I'm using databricks version 13.3. I have a function which I'm calling by using the applyInPandas function. I need to see the attributes of my df dataset which I'm using inside my function. My sample code looks like
def train_model(df):
# Copy input DataFrame
train = df.copy()
# Use 'age' to create a new column, for example: age groups
train['age_group'] = train['age'].apply(lambda x: 'child' if x < 18 else 'adult' if x < 60 else 'senior')
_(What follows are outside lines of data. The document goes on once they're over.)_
//! The type system: type universe, substitutions, unification, the
//! interning `TypeSystem`, the type environment and the inferencer.

pub mod env;
pub mod error;
pub mod infer;
pub mod subst;
pub mod system;
pub mod ty;
pub mod unify;

pub use env::TypeEnv;
pub use error::TypeError;
pub use infer::Infer;
pub use subst::Substitution;
pub use system::{DataTypeDef, TypeSystem};
pub use ty::{Label, Prim, Type, TypeScheme, TypeVar};
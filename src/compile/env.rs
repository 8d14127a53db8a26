//! Compile-time bindings and the persistent environment.
//!
//! A binding pairs a name with its type scheme and, when known, its
//! value. During compilation of a recursive declaration the value slot
//! holds the forward-reference code instead; pattern-bound names inside
//! function bodies have no value at all. The environment is a persistent
//! cons list: `bind` prepends, lookup walks newest-first, and iteration
//! follows insertion order with shadowed entries skipped.

use std::rc::Rc;

use crate::interpreter::builtins::BUILT_INS;
use crate::interpreter::{Code, EvalEnv, Value};
use crate::types::{Type, TypeEnv, TypeScheme, TypeVar};

/// What the compiler knows about a binding's value.
#[derive(Debug, Clone)]
pub enum Bound {
    /// Nothing yet: the name is bound by a pattern at run time.
    None,
    Val(Value),
    /// Compiled code standing in for the value; inlined at use sites.
    /// Carries the forward reference of a recursive binding.
    Code(Code),
}

#[derive(Debug, Clone)]
pub struct Binding {
    pub name: String,
    pub scheme: TypeScheme,
    pub value: Bound,
    /// Marks function parameters for the analyzer.
    pub parameter: bool,
}

impl Binding {
    pub fn of_value(name: impl Into<String>, ty: Type, value: Value) -> Self {
        Binding {
            name: name.into(),
            scheme: TypeScheme::monomorphic(ty),
            value: Bound::Val(value),
            parameter: false,
        }
    }

    pub fn of_scheme(name: impl Into<String>, scheme: TypeScheme, value: Value) -> Self {
        Binding {
            name: name.into(),
            scheme,
            value: Bound::Val(value),
            parameter: false,
        }
    }

    /// A name whose value arrives only at run time.
    pub fn parameter(name: impl Into<String>, ty: Type) -> Self {
        Binding {
            name: name.into(),
            scheme: TypeScheme::monomorphic(ty),
            value: Bound::None,
            parameter: true,
        }
    }

    pub fn of_code(name: impl Into<String>, ty: Type, code: Code) -> Self {
        Binding {
            name: name.into(),
            scheme: TypeScheme::monomorphic(ty),
            value: Bound::Code(code),
            parameter: false,
        }
    }
}

#[derive(Debug, Clone, Default)]
pub struct Environment(Option<Rc<EnvNode>>);

#[derive(Debug)]
struct EnvNode {
    binding: Binding,
    next: Environment,
}

impl Environment {
    pub fn empty() -> Self {
        Environment(None)
    }

    /// The initial environment: `true`, `false`, `nil` and the builtin
    /// registry.
    pub fn initial() -> Self {
        let a = TypeVar::new(0);
        let mut env = Environment::empty()
            .bind(Binding::of_value("true", crate::types::ty::BOOL, Value::Bool(true)))
            .bind(Binding::of_value(
                "false",
                crate::types::ty::BOOL,
                Value::Bool(false),
            ))
            .bind(Binding::of_scheme(
                "nil",
                TypeScheme::polymorphic(vec![a.clone()], Type::list(Type::Var(a))),
                Value::List(Vec::new()),
            ));
        for (name, builtin) in BUILT_INS.iter() {
            env = env.bind(Binding::of_scheme(
                *name,
                builtin.scheme(),
                Value::BuiltIn(*builtin),
            ));
        }
        env
    }

    pub fn bind(&self, binding: Binding) -> Environment {
        Environment(Some(Rc::new(EnvNode {
            binding,
            next: self.clone(),
        })))
    }

    pub fn lookup(&self, name: &str) -> Option<&Binding> {
        let mut current = self;
        while let Some(node) = &current.0 {
            if node.binding.name == name {
                return Some(&node.binding);
            }
            current = &node.next;
        }
        None
    }

    /// All visible bindings, oldest first, shadowed entries skipped.
    pub fn bindings(&self) -> Vec<&Binding> {
        let mut seen = std::collections::HashSet::new();
        let mut out = Vec::new();
        let mut current = self;
        while let Some(node) = &current.0 {
            if seen.insert(node.binding.name.as_str()) {
                out.push(&node.binding);
            }
            current = &node.next;
        }
        out.reverse();
        out
    }

    /// The view the type inferencer sees.
    pub fn type_env(&self) -> TypeEnv {
        TypeEnv::with_bindings(
            self.bindings()
                .into_iter()
                .map(|b| (b.name.clone(), b.scheme.clone())),
        )
    }

    /// The view the evaluator sees: every binding with a known value.
    pub fn eval_env(&self) -> EvalEnv {
        let mut env = EvalEnv::empty();
        for binding in self.bindings() {
            if let Bound::Val(value) = &binding.value {
                env = env.bind(binding.name.clone(), value.clone());
            }
        }
        env
    }
}

#[cfg(test)]
mod tests {
    use super::*;
    use crate::types::ty::INT;

    #[test]
    fn test_bind_shadow_and_iterate() {
        let env = Environment::empty()
            .bind(Binding::of_value("x", INT, Value::Int(1)))
            .bind(Binding::of_value("y", INT, Value::Int(2)))
            .bind(Binding::of_value("x", INT, Value::Int(3)));
        assert!(matches!(
            env.lookup("x"),
            Some(Binding {
                value: Bound::Val(Value::Int(3)),
                ..
            })
        ));
        let names: Vec<&str> = env.bindings().iter().map(|b| b.name.as_str()).collect();
        assert_eq!(names, vec!["y", "x"]);
    }

    #[test]
    fn test_initial_environment_has_builtins() {
        let env = Environment::initial();
        assert!(env.lookup("true").is_some());
        assert!(env.lookup("nil").is_some());
        assert!(env.lookup("List.map").is_some());
        assert!(env.lookup("count").is_some());
    }

    #[test]
    fn test_eval_env_skips_valueless_bindings() {
        let env = Environment::empty()
            .bind(Binding::of_value("x", INT, Value::Int(1)))
            .bind(Binding::parameter("p", INT));
        let eval_env = env.eval_env();
        assert_eq!(eval_env.lookup("x"), Some(&Value::Int(1)));
        assert_eq!(eval_env.lookup("p"), None);
    }
}
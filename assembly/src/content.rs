//! Catalog records and decoded images handled during one assembly.

use chrono::{DateTime, Datelike, Utc};
use image::DynamicImage;
use serde::{Deserialize, Serialize};

/// A catalog record (one game). Immutable once fetched.
#[derive(Debug, Clone, PartialEq, Serialize, Deserialize)]
pub struct ContentItem {
    /// Stable catalog identifier, used as the dedup key in history.
    pub id: String,
    pub name: String,
    /// Genre-like labels, catalog order.
    #[serde(default)]
    pub categories: Vec<String>,
    /// Platform / origin labels, catalog order.
    #[serde(default)]
    pub platforms: Vec<String>,
    /// Cover image URL. Empty means the item has no usable cover.
    #[serde(default)]
    pub primary_image: String,
    /// Screenshot URLs.
    #[serde(default)]
    pub secondary_images: Vec<String>,
    #[serde(default, skip_serializing_if = "Option::is_none")]
    pub released: Option<DateTime<Utc>>,
}

impl ContentItem {
    pub fn new(id: impl Into<String>, name: impl Into<String>) -> Self {
        Self {
            id: id.into(),
            name: name.into(),
            categories: Vec::new(),
            platforms: Vec::new(),
            primary_image: String::new(),
            secondary_images: Vec::new(),
            released: None,
        }
    }

    pub fn with_categories<I, S>(mut self, categories: I) -> Self
    where
        I: IntoIterator<Item = S>,
        S: Into<String>,
    {
        self.categories = categories.into_iter().map(Into::into).collect();
        self
    }

    pub fn with_platforms<I, S>(mut self, platforms: I) -> Self
    where
        I: IntoIterator<Item = S>,
        S: Into<String>,
    {
        self.platforms = platforms.into_iter().map(Into::into).collect();
        self
    }

    pub fn with_primary_image(mut self, url: impl Into<String>) -> Self {
        self.primary_image = url.into();
        self
    }

    pub fn with_secondary_images<I, S>(mut self, urls: I) -> Self
    where
        I: IntoIterator<Item = S>,
        S: Into<String>,
    {
        self.secondary_images = urls.into_iter().map(Into::into).collect();
        self
    }

    pub fn with_released(mut self, released: DateTime<Utc>) -> Self {
        self.released = Some(released);
        self
    }

    pub fn release_year(&self) -> Option<i32> {
        self.released.map(|ts| ts.year())
    }

    pub fn has_primary_image(&self) -> bool {
        !self.primary_image.trim().is_empty()
    }
}

/// A decoded image. Lives only for the duration of one assembly.
#[derive(Debug, Clone)]
pub struct ImageAsset {
    image: DynamicImage,
}

impl ImageAsset {
    /// Decode raw bytes (JPEG, PNG or WebP).
    pub fn decode(bytes: &[u8]) -> Result<Self, image::ImageError> {
        Ok(Self {
            image: image::load_from_memory(bytes)?,
        })
    }

    pub fn width(&self) -> u32 {
        self.image.width()
    }

    pub fn height(&self) -> u32 {
        self.image.height()
    }

    pub fn as_image(&self) -> &DynamicImage {
        &self.image
    }
}

impl From<DynamicImage> for ImageAsset {
    fn from(image: DynamicImage) -> Self {
        Self { image }
    }
}
//! Routine registry.
//!
//! A routine is one assembly variant bound to a slot id. Adding a post type
//! means adding a registry entry; the pipeline reads everything it needs
//! (item count, grid mode, theme label, prompts, fallback) from here.
//!
//! ## Default registry
//!
//! | Slot      | Routine                |
//! |-----------|------------------------|
//! | 1         | promo                  |
//! | 2, 8      | question               |
//! | 3         | rivalry                |
//! | 4         | spotlight: unpopular   |
//! | 5, 10, 12 | fact                   |
//! | 6         | spotlight: obscure     |
//! | 7         | starter pack           |
//! | 9         | spotlight: aesthetic   |
//! | 11        | spotlight: memory      |

use std::collections::BTreeMap;
use std::fmt;

use rand::seq::SliceRandom;
use rand::RngCore;
use serde::{Deserialize, Serialize};

use crate::caption::{CaptionLimits, CaptionRequest};
use crate::collage::GridMode;
use crate::content::ContentItem;
use crate::history::{HistoryCategory, HistoryStore};
use crate::selector::CatalogFilter;

pub type SlotId = u8;

/// Angle of a single-item spotlight post.
#[derive(Debug, Clone, Copy, PartialEq, Eq, Hash, Serialize, Deserialize)]
#[serde(rename_all = "snake_case")]
pub enum Theme {
    Unpopular,
    Obscure,
    Aesthetic,
    Memory,
}

impl Theme {
    pub fn label(self) -> &'static str {
        match self {
            Self::Unpopular => "UnpopularOpinion",
            Self::Obscure => "HiddenGems",
            Self::Aesthetic => "PixelArt",
            Self::Memory => "Nostalgia",
        }
    }

    pub fn keyword(self) -> &'static str {
        match self {
            Self::Unpopular => "unpopular",
            Self::Obscure => "obscure",
            Self::Aesthetic => "aesthetic",
            Self::Memory => "memory",
        }
    }

    fn angle(self) -> &'static str {
        match self {
            Self::Unpopular => "a friendly, slightly contrarian opinion that invites debate",
            Self::Obscure => "why this overlooked game deserves a second look",
            Self::Aesthetic => "its visual style, art direction and atmosphere",
            Self::Memory => "a warm, nostalgic memory of playing it as a kid",
        }
    }

    fn fallback_intro(self) -> &'static str {
        match self {
            Self::Unpopular => "Unpopular opinion: this one deserved more love",
            Self::Obscure => "Hidden gem",
            Self::Aesthetic => "Look at this art style",
            Self::Memory => "Remember this one?",
        }
    }
}

#[derive(Debug, Clone, Copy, PartialEq, Eq, Hash, Serialize, Deserialize)]
#[serde(rename_all = "snake_case")]
pub enum Routine {
    /// Fixed promotional text and image.
    Promo,
    /// Community question on a rotating topic.
    Question,
    /// Two items head to head.
    Rivalry,
    /// One item with a themed angle and screenshots.
    Spotlight(Theme),
    /// One item with a trivia fact.
    Fact,
    /// Four items from a rotating theme in a 2×2 grid.
    StarterPack,
}
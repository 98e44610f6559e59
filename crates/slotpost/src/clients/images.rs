use assembly::{CollaboratorError, ImageSource};
use async_trait::async_trait;

use super::{request_error, status_error};

const SERVICE: &str = "images";

/// Fetches `http(s)://` URLs over HTTP and anything else from local disk.
pub struct HttpImageSource {
    client: reqwest::Client,
}

impl HttpImageSource {
    pub fn new(client: reqwest::Client) -> Self {
        Self { client }
    }
}

fn is_remote(url: &str) -> bool {
    url.starts_with("http://") || url.starts_with("https://")
}

#[async_trait]
impl ImageSource for HttpImageSource {
    async fn fetch(&self, url: &str) -> Result<Vec<u8>, CollaboratorError> {
        if !is_remote(url) {
            return tokio::fs::read(url)
                .await
                .map_err(|e| CollaboratorError::request(SERVICE, format!("{url}: {e}")));
        }

        let response = self
            .client
            .get(url)
            .send()
            .await
            .map_err(|e| request_error(SERVICE, e))?;
        if !response.status().is_success() {
            return Err(status_error(SERVICE, response).await);
        }
        let bytes = response
            .bytes()
            .await
            .map_err(|e| request_error(SERVICE, e))?;
        Ok(bytes.to_vec())
    }
}

#[cfg(test)]
mod tests {
    use super::*;

    #[tokio::test]
    async fn reads_local_files() {
        let dir = tempfile::tempdir().unwrap();
        let path = dir.path().join("promo.png");
        std::fs::write(&path, b"\x89PNG").unwrap();

        let source = HttpImageSource::new(reqwest::Client::new());
        let bytes = source.fetch(path.to_str().unwrap()).await.unwrap();
        assert_eq!(bytes, b"\x89PNG");
        assert!(source.fetch("/definitely/missing.png").await.is_err());
    }

    #[test]
    fn scheme_detection() {
        assert!(is_remote("https://images.igdb.com/x.jpg"));
        assert!(!is_remote("assets/promo.png"));
    }
}
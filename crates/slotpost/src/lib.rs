//! Runtime for the scheduled retro gaming poster: configuration loading and
//! the HTTP collaborators behind the `assembly` traits.

pub mod clients;
pub mod config;

pub use config::{AppConfig, ConfigError};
# Drop the original 'age' column
train = train.drop(columns=['age'])
return train
My applyinPandas function looks like
from pyspark.sql.functions import pandas_udf
from pyspark.sql.types import StructType, StructField, StringType, IntegerType
# Define the output schema after transformation
output_schema = StructType([
StructField("id", IntegerType()),
StructField("age_group", StringType()),
# Add other fields present in the input df if needed
])
@pandas_udf(output_schema)
def apply_train_model(df):
return train_model(df)
# Then apply it on a Spark DataFrame grouped or ungrouped
result = spark_df.groupby("some_grouping_column").applyInPandas(apply_train_model, schema=output_schema)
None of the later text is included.